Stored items
>>>
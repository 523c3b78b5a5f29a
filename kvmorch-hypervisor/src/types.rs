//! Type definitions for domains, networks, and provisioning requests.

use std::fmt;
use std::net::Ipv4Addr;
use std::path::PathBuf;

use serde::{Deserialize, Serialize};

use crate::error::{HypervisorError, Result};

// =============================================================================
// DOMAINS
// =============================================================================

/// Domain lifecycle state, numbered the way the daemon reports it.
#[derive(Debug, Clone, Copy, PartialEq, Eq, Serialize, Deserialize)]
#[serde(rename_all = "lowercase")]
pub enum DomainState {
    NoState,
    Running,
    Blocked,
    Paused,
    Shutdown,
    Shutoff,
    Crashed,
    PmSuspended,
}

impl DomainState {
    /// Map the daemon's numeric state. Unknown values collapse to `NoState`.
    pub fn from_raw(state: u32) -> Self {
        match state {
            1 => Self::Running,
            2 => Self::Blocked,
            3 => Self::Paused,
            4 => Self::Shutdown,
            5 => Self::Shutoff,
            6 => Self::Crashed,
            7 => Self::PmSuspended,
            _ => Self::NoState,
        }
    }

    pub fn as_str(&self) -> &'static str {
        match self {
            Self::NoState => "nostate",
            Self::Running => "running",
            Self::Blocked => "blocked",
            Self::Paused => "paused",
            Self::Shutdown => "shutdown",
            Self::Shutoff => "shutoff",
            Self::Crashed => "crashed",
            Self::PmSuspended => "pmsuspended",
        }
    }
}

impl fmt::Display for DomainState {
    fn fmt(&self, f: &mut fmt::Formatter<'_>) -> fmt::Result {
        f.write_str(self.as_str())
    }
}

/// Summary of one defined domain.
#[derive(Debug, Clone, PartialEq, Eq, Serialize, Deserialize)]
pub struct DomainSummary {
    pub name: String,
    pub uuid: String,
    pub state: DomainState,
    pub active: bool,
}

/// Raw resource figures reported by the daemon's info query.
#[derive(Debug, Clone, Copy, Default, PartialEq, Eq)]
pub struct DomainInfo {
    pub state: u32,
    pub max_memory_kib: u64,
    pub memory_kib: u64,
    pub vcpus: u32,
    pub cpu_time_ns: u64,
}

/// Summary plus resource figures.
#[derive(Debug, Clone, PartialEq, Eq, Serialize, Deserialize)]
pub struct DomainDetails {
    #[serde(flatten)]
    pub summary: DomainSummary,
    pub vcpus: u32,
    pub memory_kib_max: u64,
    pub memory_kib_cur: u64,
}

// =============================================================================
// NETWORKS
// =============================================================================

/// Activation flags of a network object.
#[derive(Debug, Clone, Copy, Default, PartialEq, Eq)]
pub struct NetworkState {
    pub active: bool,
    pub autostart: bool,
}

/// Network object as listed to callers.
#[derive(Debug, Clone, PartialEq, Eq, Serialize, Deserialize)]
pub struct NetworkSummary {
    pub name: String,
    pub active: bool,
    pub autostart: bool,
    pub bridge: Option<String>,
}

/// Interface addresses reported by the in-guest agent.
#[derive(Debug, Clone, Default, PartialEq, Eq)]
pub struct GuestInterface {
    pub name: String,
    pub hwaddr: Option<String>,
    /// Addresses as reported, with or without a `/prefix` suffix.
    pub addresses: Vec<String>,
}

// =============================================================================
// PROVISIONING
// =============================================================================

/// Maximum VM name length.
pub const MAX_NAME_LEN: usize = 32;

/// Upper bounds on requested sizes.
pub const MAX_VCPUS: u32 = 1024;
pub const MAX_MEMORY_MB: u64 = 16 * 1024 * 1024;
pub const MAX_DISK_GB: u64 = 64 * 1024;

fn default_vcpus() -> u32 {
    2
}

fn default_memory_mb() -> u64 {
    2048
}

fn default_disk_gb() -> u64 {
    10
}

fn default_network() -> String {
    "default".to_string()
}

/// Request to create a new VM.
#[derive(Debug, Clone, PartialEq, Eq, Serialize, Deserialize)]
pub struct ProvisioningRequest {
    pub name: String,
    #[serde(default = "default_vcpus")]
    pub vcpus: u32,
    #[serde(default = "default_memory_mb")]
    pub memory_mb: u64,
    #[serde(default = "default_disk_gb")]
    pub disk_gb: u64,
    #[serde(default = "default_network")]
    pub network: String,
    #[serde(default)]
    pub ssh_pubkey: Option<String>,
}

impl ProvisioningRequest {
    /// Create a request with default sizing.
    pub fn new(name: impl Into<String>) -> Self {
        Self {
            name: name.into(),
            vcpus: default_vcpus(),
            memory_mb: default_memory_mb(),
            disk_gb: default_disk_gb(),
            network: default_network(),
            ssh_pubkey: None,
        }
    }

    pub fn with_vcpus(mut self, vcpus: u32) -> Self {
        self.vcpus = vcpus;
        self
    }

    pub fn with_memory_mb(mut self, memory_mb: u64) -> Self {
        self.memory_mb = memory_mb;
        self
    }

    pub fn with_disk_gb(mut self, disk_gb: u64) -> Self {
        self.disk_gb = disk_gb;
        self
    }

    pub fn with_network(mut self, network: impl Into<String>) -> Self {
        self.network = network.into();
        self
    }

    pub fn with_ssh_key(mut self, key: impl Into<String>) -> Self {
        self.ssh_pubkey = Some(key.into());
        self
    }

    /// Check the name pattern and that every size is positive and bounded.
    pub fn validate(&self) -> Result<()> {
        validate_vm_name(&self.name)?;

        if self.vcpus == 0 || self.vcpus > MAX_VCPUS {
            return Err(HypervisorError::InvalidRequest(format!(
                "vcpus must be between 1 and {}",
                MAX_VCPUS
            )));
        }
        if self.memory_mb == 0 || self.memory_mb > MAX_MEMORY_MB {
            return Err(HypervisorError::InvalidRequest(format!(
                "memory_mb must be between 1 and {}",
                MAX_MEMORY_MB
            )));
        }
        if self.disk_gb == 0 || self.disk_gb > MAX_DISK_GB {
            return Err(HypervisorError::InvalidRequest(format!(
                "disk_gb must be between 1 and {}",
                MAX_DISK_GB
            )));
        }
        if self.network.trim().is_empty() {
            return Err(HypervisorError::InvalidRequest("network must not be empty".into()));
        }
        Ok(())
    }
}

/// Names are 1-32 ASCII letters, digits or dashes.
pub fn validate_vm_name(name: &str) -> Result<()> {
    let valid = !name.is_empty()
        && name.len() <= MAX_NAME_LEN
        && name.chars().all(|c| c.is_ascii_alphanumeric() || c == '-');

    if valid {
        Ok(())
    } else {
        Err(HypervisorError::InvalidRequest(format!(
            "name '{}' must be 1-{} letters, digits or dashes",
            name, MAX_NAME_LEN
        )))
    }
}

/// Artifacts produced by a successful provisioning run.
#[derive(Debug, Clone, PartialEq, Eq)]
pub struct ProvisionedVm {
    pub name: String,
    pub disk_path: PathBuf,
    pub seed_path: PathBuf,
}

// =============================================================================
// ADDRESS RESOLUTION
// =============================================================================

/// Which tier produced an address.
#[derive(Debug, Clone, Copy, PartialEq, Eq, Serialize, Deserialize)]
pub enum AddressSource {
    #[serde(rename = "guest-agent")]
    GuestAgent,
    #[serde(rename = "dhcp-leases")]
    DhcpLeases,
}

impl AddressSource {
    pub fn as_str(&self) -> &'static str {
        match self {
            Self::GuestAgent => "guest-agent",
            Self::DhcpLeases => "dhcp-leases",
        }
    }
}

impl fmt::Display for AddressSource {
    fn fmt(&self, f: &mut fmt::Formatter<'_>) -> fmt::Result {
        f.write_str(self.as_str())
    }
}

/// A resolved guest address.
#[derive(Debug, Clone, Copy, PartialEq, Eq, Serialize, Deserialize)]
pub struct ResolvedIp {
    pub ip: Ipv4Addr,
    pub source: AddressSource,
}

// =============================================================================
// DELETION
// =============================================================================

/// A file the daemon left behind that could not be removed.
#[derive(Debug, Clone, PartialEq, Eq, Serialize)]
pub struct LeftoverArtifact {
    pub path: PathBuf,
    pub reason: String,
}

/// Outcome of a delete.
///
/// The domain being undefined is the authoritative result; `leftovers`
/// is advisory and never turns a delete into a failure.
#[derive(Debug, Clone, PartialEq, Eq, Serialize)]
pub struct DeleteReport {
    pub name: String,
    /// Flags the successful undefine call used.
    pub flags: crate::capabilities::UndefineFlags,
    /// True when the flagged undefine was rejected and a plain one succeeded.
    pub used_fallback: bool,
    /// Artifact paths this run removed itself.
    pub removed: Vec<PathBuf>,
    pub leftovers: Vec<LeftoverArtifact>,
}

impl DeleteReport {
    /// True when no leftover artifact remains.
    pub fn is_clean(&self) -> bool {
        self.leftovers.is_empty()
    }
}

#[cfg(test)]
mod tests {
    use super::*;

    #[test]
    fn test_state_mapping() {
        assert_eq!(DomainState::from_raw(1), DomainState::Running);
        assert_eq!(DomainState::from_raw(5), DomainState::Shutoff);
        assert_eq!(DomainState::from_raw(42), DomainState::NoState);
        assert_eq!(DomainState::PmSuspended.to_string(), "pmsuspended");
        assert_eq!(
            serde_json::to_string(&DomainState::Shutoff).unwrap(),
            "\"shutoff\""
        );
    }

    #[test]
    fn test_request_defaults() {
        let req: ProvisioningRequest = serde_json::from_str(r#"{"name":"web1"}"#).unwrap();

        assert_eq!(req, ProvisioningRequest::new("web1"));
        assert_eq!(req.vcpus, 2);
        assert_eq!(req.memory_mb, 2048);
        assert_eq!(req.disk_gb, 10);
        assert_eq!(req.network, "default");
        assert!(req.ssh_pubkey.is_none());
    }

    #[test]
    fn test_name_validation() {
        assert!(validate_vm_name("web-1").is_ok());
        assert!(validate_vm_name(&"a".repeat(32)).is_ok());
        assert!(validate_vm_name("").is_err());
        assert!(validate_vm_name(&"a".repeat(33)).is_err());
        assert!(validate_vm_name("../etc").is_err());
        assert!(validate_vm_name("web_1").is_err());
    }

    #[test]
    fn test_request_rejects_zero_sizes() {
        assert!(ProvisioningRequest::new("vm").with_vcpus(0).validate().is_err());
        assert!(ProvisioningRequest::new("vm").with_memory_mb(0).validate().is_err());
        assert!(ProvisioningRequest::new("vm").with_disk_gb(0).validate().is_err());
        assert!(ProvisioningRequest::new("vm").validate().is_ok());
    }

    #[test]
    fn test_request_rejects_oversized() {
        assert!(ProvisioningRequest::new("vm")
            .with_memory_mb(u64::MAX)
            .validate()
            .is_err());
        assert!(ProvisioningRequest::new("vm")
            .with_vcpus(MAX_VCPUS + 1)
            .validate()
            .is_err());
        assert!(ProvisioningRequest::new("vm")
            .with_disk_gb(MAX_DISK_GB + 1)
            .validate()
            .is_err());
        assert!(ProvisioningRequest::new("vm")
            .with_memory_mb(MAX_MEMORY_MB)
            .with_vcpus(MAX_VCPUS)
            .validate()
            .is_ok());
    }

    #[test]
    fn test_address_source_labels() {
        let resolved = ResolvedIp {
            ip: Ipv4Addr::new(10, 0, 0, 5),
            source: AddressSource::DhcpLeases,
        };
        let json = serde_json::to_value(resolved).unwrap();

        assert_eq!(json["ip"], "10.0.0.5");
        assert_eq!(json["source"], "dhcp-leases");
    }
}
<<<
### WHAT TO DO
Check each line of the records for the string "Paused" and copy those that have it.

### RESULT OF THE EXERCISE
    Paused,
            3 => Self::Paused,
            Self::Paused => "paused",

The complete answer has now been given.